Insurers rapped over hidden costs
Consumers are struggling to compare insurance products because there is not enough information about payment costs, the City watchdog said today.
A review of 13 insurers and 30 intermediaries, including four price comparison websites, found there was often a lack of detail to help people compare the difference between paying upfront or in instalments.
The Financial Conduct Authority (FCA) found a number of cases where firms failed to provide a r epresentative example setting out the interest rate, a representative annual percentage rate (APR) and the total amount payable.
It said this was limiting a customer's ability to make an informed choice about how to pay and in some cases meant people were not aware of the additional cost of choosing to pay by instalments. The review covered the sale of general insurance products, such as house and motor cover.
Linda Woodall, acting director of supervision at the FCA, said: " Consumers should expect clear information about the payment options available to them.
"Regardless of whether people choose to pay upfront or in instalments, it's important that they can see exactly what they are signing up for and how much it costs so they can decide whether they are getting a fair deal."

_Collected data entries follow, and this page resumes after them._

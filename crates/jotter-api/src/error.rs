use axum::http::{header, HeaderValue, StatusCode};
use axum::response::{IntoResponse, Response};
use axum::Json;
use serde::Serialize;
use thiserror::Error;

#[derive(Debug, Error)]
pub enum AppError {
    #[error("{0}")]
    BadRequest(String),
    #[error("{0}")]
    Unauthorized(String),
    #[error("{0}")]
    InvalidToken(String),
    #[error("{0}")]
    Forbidden(String),
    #[error("{0}")]
    NotFound(String),
    #[error("{0}")]
    Conflict(String),
    #[error("{0}")]
    TooManyRequests(String, u64),
    #[error("Internal server error: {0}")]
    Internal(String),
}

#[derive(Debug, Serialize)]
struct ErrorBody {
    error: String,
}

impl AppError {
    pub fn bad_request(message: impl Into<String>) -> Self {
        Self::BadRequest(message.into())
    }

    pub fn unauthorized(message: impl Into<String>) -> Self {
        Self::Unauthorized(message.into())
    }

    pub fn invalid_token(message: impl Into<String>) -> Self {
        Self::InvalidToken(message.into())
    }

    pub fn forbidden(message: impl Into<String>) -> Self {
        Self::Forbidden(message.into())
    }

    pub fn not_found(message: impl Into<String>) -> Self {
        Self::NotFound(message.into())
    }

    pub fn too_many_requests(message: impl Into<String>, retry_after_secs: u64) -> Self {
        Self::TooManyRequests(message.into(), retry_after_secs)
    }

    pub fn internal(message: impl Into<String>) -> Self {
        Self::Internal(message.into())
    }

    pub const fn status(&self) -> StatusCode {
        match self {
            Self::BadRequest(_) => StatusCode::BAD_REQUEST,
            Self::Unauthorized(_) => StatusCode::UNAUTHORIZED,
            Self::InvalidToken(_) | Self::Forbidden(_) => StatusCode::FORBIDDEN,
            Self::NotFound(_) => StatusCode::NOT_FOUND,
            Self::Conflict(_) => StatusCode::CONFLICT,
            Self::TooManyRequests(_, _) => StatusCode::TOO_MANY_REQUESTS,
            Self::Internal(_) => StatusCode::INTERNAL_SERVER_ERROR,
        }
    }
}

impl From<jotter_core::Error> for AppError {
    fn from(error: jotter_core::Error) -> Self {
        match error {
            jotter_core::Error::InvalidInput(message) => Self::BadRequest(message),
            jotter_core::Error::Conflict(message) => Self::Conflict(message),
            other => Self::Internal(other.to_string()),
        }
    }
}

impl IntoResponse for AppError {
    fn into_response(self) -> Response {
        let status = self.status();
        let message = match &self {
            Self::Internal(detail) => {
                tracing::error!("Request failed: {detail}");
                "Internal server error".to_string()
            }
            other => other.to_string(),
        };

        let mut response = (status, Json(ErrorBody { error: message })).into_response();
        if let Self::TooManyRequests(_, retry_after_secs) = self {
            if let Ok(value) = HeaderValue::from_str(&retry_after_secs.max(1).to_string()) {
                response.headers_mut().insert(header::RETRY_AFTER, value);
            }
        }
        response
    }
}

The FCA said it expects all firms to consider the findings of the review and take action where necessary. It is also following up with individual firms where it found specific examples of failings and poor practice.
Rebecca Rutt, senior insurance writer at MoneySavingExpert.com, said: " Paying monthly for car or home insurance means you're effectively choosing a high-interest loan because along with paying for the insurance, you're also paying for the interest added on by the insurer.

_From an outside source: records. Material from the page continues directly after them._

//! Async driver for one editor surface.

use std::future::{pending, Future};

use tokio::sync::mpsc;
use tokio::task::{JoinError, JoinSet};
use tokio::time::{interval_at, sleep_until, Instant, Interval, MissedTickBehavior};

use super::backend::NotesBackend;
use super::policy::SyncPolicy;
use super::session::{
    EditorSession, RemoteOutcome, SaveOutcome, SaveTarget, SyncStatus,
};
use crate::client::{ClientError, ClientResult};
use crate::models::{Note, NoteId};

/// Input from the editor UI
#[derive(Clone, Debug, PartialEq, Eq)]
pub enum EditorEvent {
    TitleChanged(String),
    ContentChanged(String),
    /// Window or app regained focus
    Focus,
    /// Explicit request to check the server now
    SyncNow,
    /// Skip the debounce and save pending edits
    SaveNow,
    Close,
}

/// Notifications back to the editor UI
#[derive(Clone, Debug, PartialEq, Eq)]
pub enum SessionUpdate {
    Status(SyncStatus),
    Saved(Note),
    SaveFailed(String),
    /// Server copy adopted; `edit_seq` is the local edit count it replaced.
    /// A UI that has sent more edits than that keeps its own text.
    RemoteApplied { note: Note, edit_seq: u64 },
    RemoteDiscarded,
    /// The note is gone on the server; the local copy is kept
    RemoteMissing(NoteId),
    Closed { unsaved: bool },
}

type SaveResult = (u64, ClientResult<Note>);
type CheckResult = (u64, ClientResult<Note>);

/// Debounced auto-save and background refresh for a single editor.
///
/// One engine per surface; engines do not share state, so two windows on the
/// same note reconcile only through the server.
pub struct SyncEngine<B> {
    backend: B,
    policy: SyncPolicy,
    session: EditorSession,
    updates: mpsc::UnboundedSender<SessionUpdate>,
    saves: JoinSet<SaveResult>,
    checks: JoinSet<CheckResult>,
    debounce: Option<Instant>,
    save_deferred: bool,
    last_status: SyncStatus,
}

impl<B: NotesBackend> SyncEngine<B> {
    pub fn new(
        backend: B,
        policy: SyncPolicy,
        session: EditorSession,
        updates: mpsc::UnboundedSender<SessionUpdate>,
    ) -> Self {
        let last_status = session.status();
        Self {
            backend,
            policy,
            session,
            updates,
            saves: JoinSet::new(),
            checks: JoinSet::new(),
            debounce: None,
            save_deferred: false,
            last_status,
        }
    }

    /// Process editor events until `Close` or the sender is dropped.
    ///
    /// Returns the final session. Pending debounced edits are not flushed on
    /// close; a save already in flight (or requested with `SaveNow`) is
    /// allowed to finish.
    pub async fn run(mut self, mut events: mpsc::Receiver<EditorEvent>) -> EditorSession {
        let mut poll = self.policy.poll_interval.map(|period| {
            let mut interval = interval_at(Instant::now() + period, period);
            interval.set_missed_tick_behavior(MissedTickBehavior::Delay);
            interval
        });

        loop {
            tokio::select! {
                event = events.recv() => match event {
                    Some(EditorEvent::Close) | None => break,
                    Some(event) => self.handle_event(event),
                },
                () = wait_until(self.debounce) => {
                    self.debounce = None;
                    self.start_save();
                }
                () = tick(poll.as_mut()) => self.start_sync_check(),
                Some(joined) = self.saves.join_next() => self.finish_save(joined),
                Some(joined) = self.checks.join_next() => self.finish_sync_check(joined),
            }
            self.publish_status();
        }

        self.shutdown().await
    }

    fn handle_event(&mut self, event: EditorEvent) {
        match event {
            EditorEvent::TitleChanged(title) => {
                self.session.edit_title(title);
                self.schedule_save();
            }
            EditorEvent::ContentChanged(content) => {
                self.session.edit_content(content);
                self.schedule_save();
            }
            EditorEvent::Focus => {
                if self.policy.sync_on_focus {
                    self.start_sync_check();
                }
            }
            EditorEvent::SyncNow => self.start_sync_check(),
            EditorEvent::SaveNow => {
                self.debounce = None;
                self.start_save();
            }
            EditorEvent::Close => {}
        }
    }

    fn schedule_save(&mut self) {
        self.debounce = Some(Instant::now() + self.policy.debounce);
    }

    fn start_save(&mut self) {
        if self.session.is_saving() {
            self.save_deferred = self.session.has_pending_edit();
            return;
        }
        self.save_deferred = false;

        let Some(request) = self.session.begin_save() else {
            return;
        };
        tracing::debug!(seq = request.seq, "Saving note");

        let backend = self.backend.clone();
        self.saves.spawn(async move {
            let result = match request.target {
                SaveTarget::Create => backend.create_note(request.draft).await,
                SaveTarget::Update(id) => backend.update_note(id, request.draft).await,
            };
            (request.seq, result)
        });
    }

    fn finish_save(&mut self, joined: Result<SaveResult, JoinError>) {
        let (seq, result) = match joined {
            Ok(output) => output,
            Err(error) => {
                tracing::error!("Save task failed: {error}");
                return;
            }
        };

        let outcome = match result {
            Ok(note) => self.session.complete_save(seq, note),
            Err(error) => {
                tracing::warn!(seq, "Auto-save failed: {error}");
                let outcome = self.session.fail_save(seq);
                if outcome == SaveOutcome::Failed {
                    self.send(SessionUpdate::SaveFailed(error.to_string()));
                }
                outcome
            }
        };

        match outcome {
            SaveOutcome::Saved(note) => self.send(SessionUpdate::Saved(note)),
            SaveOutcome::Superseded(note) => {
                tracing::debug!(seq, note_id = %note.id, "Save superseded by newer edits");
            }
            SaveOutcome::Failed | SaveOutcome::Ignored => {}
        }

        if self.save_deferred {
            self.start_save();
        }
    }

    fn start_sync_check(&mut self) {
        let Some((token, id)) = self.session.begin_sync_check() else {
            return;
        };
        let backend = self.backend.clone();
        self.checks
            .spawn(async move { (token, backend.fetch_note(id).await) });
    }

    fn finish_sync_check(&mut self, joined: Result<CheckResult, JoinError>) {
        let (token, result) = match joined {
            Ok(output) => output,
            Err(error) => {
                tracing::error!("Sync check task failed: {error}");
                return;
            }
        };

        match result {
            Ok(remote) => match self.session.apply_remote(token, remote) {
                RemoteOutcome::Applied(note) => self.send(SessionUpdate::RemoteApplied {
                    note,
                    edit_seq: self.session.edit_seq(),
                }),
                RemoteOutcome::Discarded => {
                    tracing::debug!("Remote copy discarded; local edit pending");
                    self.send(SessionUpdate::RemoteDiscarded);
                }
                RemoteOutcome::Unchanged | RemoteOutcome::Ignored => {}
            },
            Err(error) => {
                self.session.abandon_sync_check(token);
                self.report_check_error(&error);
            }
        }
    }

    fn report_check_error(&self, error: &ClientError) {
        if error.is_not_found() {
            if let Some(id) = self.session.note_id() {
                tracing::warn!(note_id = %id, "Note no longer exists on the server");
                self.send(SessionUpdate::RemoteMissing(id));
            }
        } else {
            tracing::warn!("Sync check failed: {error}");
        }
    }

    async fn shutdown(mut self) -> EditorSession {
        self.debounce = None;
        self.checks.abort_all();

        while let Some(joined) = self.saves.join_next().await {
            self.finish_save(joined);
        }

        let unsaved = self.session.close();
        if unsaved {
            tracing::info!("Editor closed with unsaved edits");
        }
        self.publish_status();
        self.send(SessionUpdate::Closed { unsaved });
        self.session
    }

    fn publish_status(&mut self) {
        let status = self.session.status();
        if status != self.last_status {
            self.last_status = status;
            self.send(SessionUpdate::Status(status));
        }
    }

    fn send(&self, update: SessionUpdate) {
        // Nobody listening is fine; the engine keeps saving.
        let _ = self.updates.send(update);
    }
}

fn wait_until(deadline: Option<Instant>) -> impl Future<Output = ()> {
    async move {
        match deadline {
            Some(deadline) => sleep_until(deadline).await,
            None => pending().await,
        }
    }
}

async fn tick(interval: Option<&mut Interval>) {
    match interval {
        Some(interval) => {
            interval.tick().await;
        }
        None => pending().await,
    }
}
//! User model

use serde::{Deserialize, Serialize};
use std::fmt;

use crate::error::{Error, Result};

/// Minimum password length accepted at registration.
pub const MIN_PASSWORD_LEN: usize = 6;

/// Server-assigned user identifier
#[derive(Debug, Clone, Copy, PartialEq, Eq, PartialOrd, Ord, Hash, Serialize, Deserialize)]
#[serde(transparent)]
pub struct UserId(i64);

impl UserId {
    #[must_use]
    pub const fn new(raw: i64) -> Self {
        Self(raw)
    }

    #[must_use]
    pub const fn get(self) -> i64 {
        self.0
    }
}

impl fmt::Display for UserId {
    fn fmt(&self, f: &mut fmt::Formatter<'_>) -> fmt::Result {
        write!(f, "{}", self.0)
    }
}

/// A registered account
#[derive(Clone, PartialEq, Eq)]
pub struct User {
    pub id: UserId,
    /// Stored exactly as registered; lookups are case-sensitive
    pub email: String,
    /// Argon2 PHC string
    pub password_hash: String,
    /// Registration timestamp (Unix ms)
    pub created_at: i64,
}

impl fmt::Debug for User {
    fn fmt(&self, formatter: &mut fmt::Formatter<'_>) -> fmt::Result {
        formatter
            .debug_struct("User")
            .field("id", &self.id)
            .field("email", &self.email)
            .field("password_hash", &"[REDACTED]")
            .field("created_at", &self.created_at)
            .finish()
    }
}

/// Validate registration input before any hashing happens.
pub fn validate_registration(email: &str, password: &str) -> Result<()> {
    if email.trim().is_empty() || password.is_empty() {
        return Err(Error::InvalidInput(
            "Email and password are required".to_string(),
        ));
    }
    if password.encode_utf16().count() < MIN_PASSWORD_LEN {
        return Err(Error::InvalidInput(format!(
            "Password must be at least {MIN_PASSWORD_LEN} characters long"
        )));
    }
    Ok(())
}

"Therefore, if you can, always pay it in full to avoid this. If you can't afford such a big lump sum in one go a credit card which charges 0% for a minimum of 12 months will cut your costs.
"Just make sure you make the minimum repayments each month, or you could lose the 0% deal, and clear the debt within the 0% period."
A spokeswoman for the Association of British Insurers said: "I nsurers want to ensure that any premium finance options are clearly and fully set out as part of the sales process, so that customers know exactly how much they have to pay for their insurance.
"Our members will be carefully considering the findings of this FCA review to ensure that all motor and household insurance customers understand the cost of the different premium payment options."